Many Ediacaran localities worldwide record a single extreme negative δ13C excursion (down to ca. –12‰) in carbonates above Marinoan glacial deposits. In the western USA the anomaly is constrained to older than ca. 580 Ma, but in China there are two similar, discrete events between 635 and 550 Ma. Models related to the oxidation of various organic carbon pools (methane, deep ocean DOC, and sedimentary organic matter) have been proposed, yet the direct cause(s) of these carbon isotope excursions remains unclear. Sulfur isotopic data across the carbon isotope anomalies have been reported from Oman, Death Valley, and China, but the data sets differ in the magnitude of the negative δ34S excursions, possibly because of local metamorphic or diagenetic effects. In this study, we present new carbonate associated sulfate concentration (CAS) and isotopic (δ34Scas) data from equivalent carbonates near Caborca, Mexico that are remarkably similar to those in the western USA, and are likely also to be 580 Ma or older. Caborca carbonates record a decrease in δ34Scas from +20 to +12‰ (V-CDT) in conjunction with a ~9‰ negative δ13C excursion. Additionally, CAS abundances increase from less than 200 to more than 1000 ppm, which is very similar to events recorded in the Johnnie Formation in Death Valley, California.
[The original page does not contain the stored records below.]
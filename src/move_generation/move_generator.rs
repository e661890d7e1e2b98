//! Pseudo-legal destination dispatch by piece kind.

use crate::game_state::{chess_types::*, game_state::GameState};
use crate::move_generation::legal_moves_bishop::generate_bishop_moves;
use crate::move_generation::legal_moves_king::generate_king_moves;
use crate::move_generation::legal_moves_knight::generate_knight_moves;
use crate::move_generation::legal_moves_pawn::generate_pawn_moves;
use crate::move_generation::legal_moves_queen::generate_queen_moves;
use crate::move_generation::legal_moves_rook::generate_rook_moves;

/// Destinations for `piece` standing on `from`, ignoring whether the mover's
/// king is left in check.
pub fn generate_pseudo_legal_moves(
    game_state: &GameState,
    from: Square,
    piece: Piece,
    include_castling: bool,
    out: &mut Vec<Square>,
) {
    let board = &game_state.board;
    match piece.kind {
        PieceKind::Pawn => generate_pawn_moves(board, from, piece.color, game_state.en_passant, out),
        PieceKind::Knight => generate_knight_moves(board, from, piece.color, out),
        PieceKind::Bishop => generate_bishop_moves(board, from, piece.color, out),
        PieceKind::Rook => generate_rook_moves(board, from, piece.color, out),
        PieceKind::Queen => generate_queen_moves(board, from, piece.color, out),
        PieceKind::King => generate_king_moves(game_state, from, piece.color, include_castling, out),
    }
}
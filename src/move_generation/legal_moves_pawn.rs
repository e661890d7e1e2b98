use crate::game_state::chess_types::{Board, Color, Piece, PieceKind, Square};

/// Single and double advances, diagonal captures, and en passant onto
/// `en_passant` when the victim pawn is actually beside the mover.
pub fn generate_pawn_moves(
    board: &Board,
    from: Square,
    color: Color,
    en_passant: Option<Square>,
    out: &mut Vec<Square>,
) {
    let dir = color.pawn_direction();

    if let Some(one_step) = from.offset(dir, 0) {
        if board.is_empty(one_step) {
            out.push(one_step);

            if from.row == color.pawn_start_row() {
                if let Some(two_step) = from.offset(2 * dir, 0) {
                    if board.is_empty(two_step) {
                        out.push(two_step);
                    }
                }
            }
        }
    }

    for to in pawn_attack_squares(from, color) {
        match board.piece_at(to) {
            Some(piece) if piece.color != color => out.push(to),
            Some(_) => {}
            None => {
                if en_passant == Some(to) && is_en_passant_capture(board, from, to, color) {
                    out.push(to);
                }
            }
        }
    }
}

/// Diagonal squares a pawn on `from` attacks. Forward pushes never attack.
pub fn pawn_attack_squares(from: Square, color: Color) -> impl Iterator<Item = Square> {
    let dir = color.pawn_direction();
    [-1i8, 1]
        .into_iter()
        .filter_map(move |d_col| from.offset(dir, d_col))
}

/// Square of the pawn removed by an en-passant capture from `from` to `to`.
#[inline]
pub fn en_passant_victim(from: Square, to: Square) -> Square {
    Square::new(from.row, to.col)
}

fn is_en_passant_capture(board: &Board, from: Square, to: Square, color: Color) -> bool {
    let target_row = match color {
        Color::White => 2,
        Color::Black => 5,
    };
    to.row == target_row
        && board.piece_at(en_passant_victim(from, to)) == Some(Piece::new(color.opposite(), PieceKind::Pawn))
}

#[inline]
pub fn is_pawn_promotion(piece: Piece, to: Square) -> bool {
    piece.kind == PieceKind::Pawn && to.row == piece.color.promotion_row()
}

#[cfg(test)]
mod tests {
    use super::generate_pawn_moves;
    use crate::game_state::chess_types::Square;
    use crate::game_state::game_state::GameState;

    fn pawn_targets(fen: &str, from: Square) -> Vec<Square> {
        let game = GameState::from_fen(fen).expect("FEN should parse");
        let color = game.board.piece_at(from).expect("pawn expected").color;
        let mut out = Vec::new();
        generate_pawn_moves(&game.board, from, color, game.en_passant, &mut out);
        out.sort();
        out
    }

    #[test]
    fn start_rank_pawn_has_single_and_double_step() {
        let out = pawn_targets("4k3/8/8/8/8/8/4P3/4K3 w - - 0 1", Square::new(6, 4));
        assert_eq!(out, vec![Square::new(4, 4), Square::new(5, 4)]);
    }

    #[test]
    fn blocked_pawn_cannot_jump() {
        let out = pawn_targets("4k3/8/8/8/8/4n3/4P3/4K3 w - - 0 1", Square::new(6, 4));
        assert!(out.is_empty());
    }

    #[test]
    fn pawn_captures_diagonally_and_en_passant() {
        let out = pawn_targets("4k3/8/8/3pP3/8/8/8/4K3 w - d6 0 1", Square::new(3, 4));
        assert_eq!(out, vec![Square::new(2, 3), Square::new(2, 4)]);

        let black = pawn_targets("4k3/3p4/2N1b3/8/8/8/8/4K3 b - - 0 1", Square::new(1, 3));
        assert_eq!(black, vec![Square::new(2, 2), Square::new(2, 3), Square::new(3, 3)]);
    }
}
//! Offline evaluator: a uniformly random legal move.
//!
//! Used for play without network access and for exercising the bot turn in
//! tests. The reported evaluation is the material balance.

use rand::rngs::StdRng;
use rand::seq::IndexedRandom;
use rand::SeedableRng;

use crate::errors::EvaluatorError;
use crate::evaluator::evaluator_trait::{Evaluation, Evaluator, EvaluatorReply};
use crate::game_state::chess_rules::DEFAULT_PROMOTION;
use crate::game_state::game_state::GameState;
use crate::move_generation::legal_move_generator::legal_moves;
use crate::move_generation::legal_moves_pawn::is_pawn_promotion;
use crate::utils::long_algebraic::to_long_algebraic;
use crate::utils::material::material_balance;

pub struct RandomEvaluator {
    rng: StdRng,
}

impl RandomEvaluator {
    pub fn new() -> Self {
        Self {
            rng: StdRng::from_rng(&mut rand::rng()),
        }
    }

    pub fn with_seed(seed: u64) -> Self {
        Self {
            rng: StdRng::seed_from_u64(seed),
        }
    }
}

impl Default for RandomEvaluator {
    fn default() -> Self {
        Self::new()
    }
}

impl Evaluator for RandomEvaluator {
    fn name(&self) -> &str {
        "random"
    }

    fn best_move(&mut self, fen: &str, _depth: u8) -> Result<EvaluatorReply, EvaluatorError> {
        let game_state = GameState::from_fen(fen).map_err(|err| EvaluatorError::Parse(err.to_string()))?;
        let moves = legal_moves(&game_state);
        let &(from, to) = moves.as_slice().choose(&mut self.rng).ok_or(EvaluatorError::NoMove)?;

        let promotion = game_state
            .board
            .piece_at(from)
            .filter(|piece| is_pawn_promotion(*piece, to))
            .map(|_| DEFAULT_PROMOTION);
        let best_move = to_long_algebraic(from, to, promotion).ok_or(EvaluatorError::NoMove)?;

        Ok(EvaluatorReply {
            best_move,
            evaluation: Evaluation::Pawns(material_balance(&game_state.board)),
        })
    }
}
Above and below the excursion facies, CAS concentrations typically range between 50 and 200 ppm. δ34Scas ranges between 20 and 26‰ prior to the excursion and increases to between 25 and 32‰ afterwards. Contemporaneous negative excursions in δ13Ccarbonate and δ34Scas indicate that a source of 12C and 32S was introduced to the oceanic carbonate and sulfate reservoir. Reduced phases of carbon and sulfur are typically generated through biologic cycling and thus have characteristically-light isotopic signatures. Oxidation of biologically-derived organic carbon and sulfide would produce the observed negative isotopic excursions and the increase in CAS concentration. The specific oxidant (i.e., O2, NO3-, etc.), is presently unknown, but is not likely sulfate due to parallel excursions in δ13Ccarbonate and δ34Scas. However, increased oceanic O2 is thought to be necessary to support large body plans, so the radiation of metazoans subsequent to the isotopic excursions may be a response to elevated oceanic O2.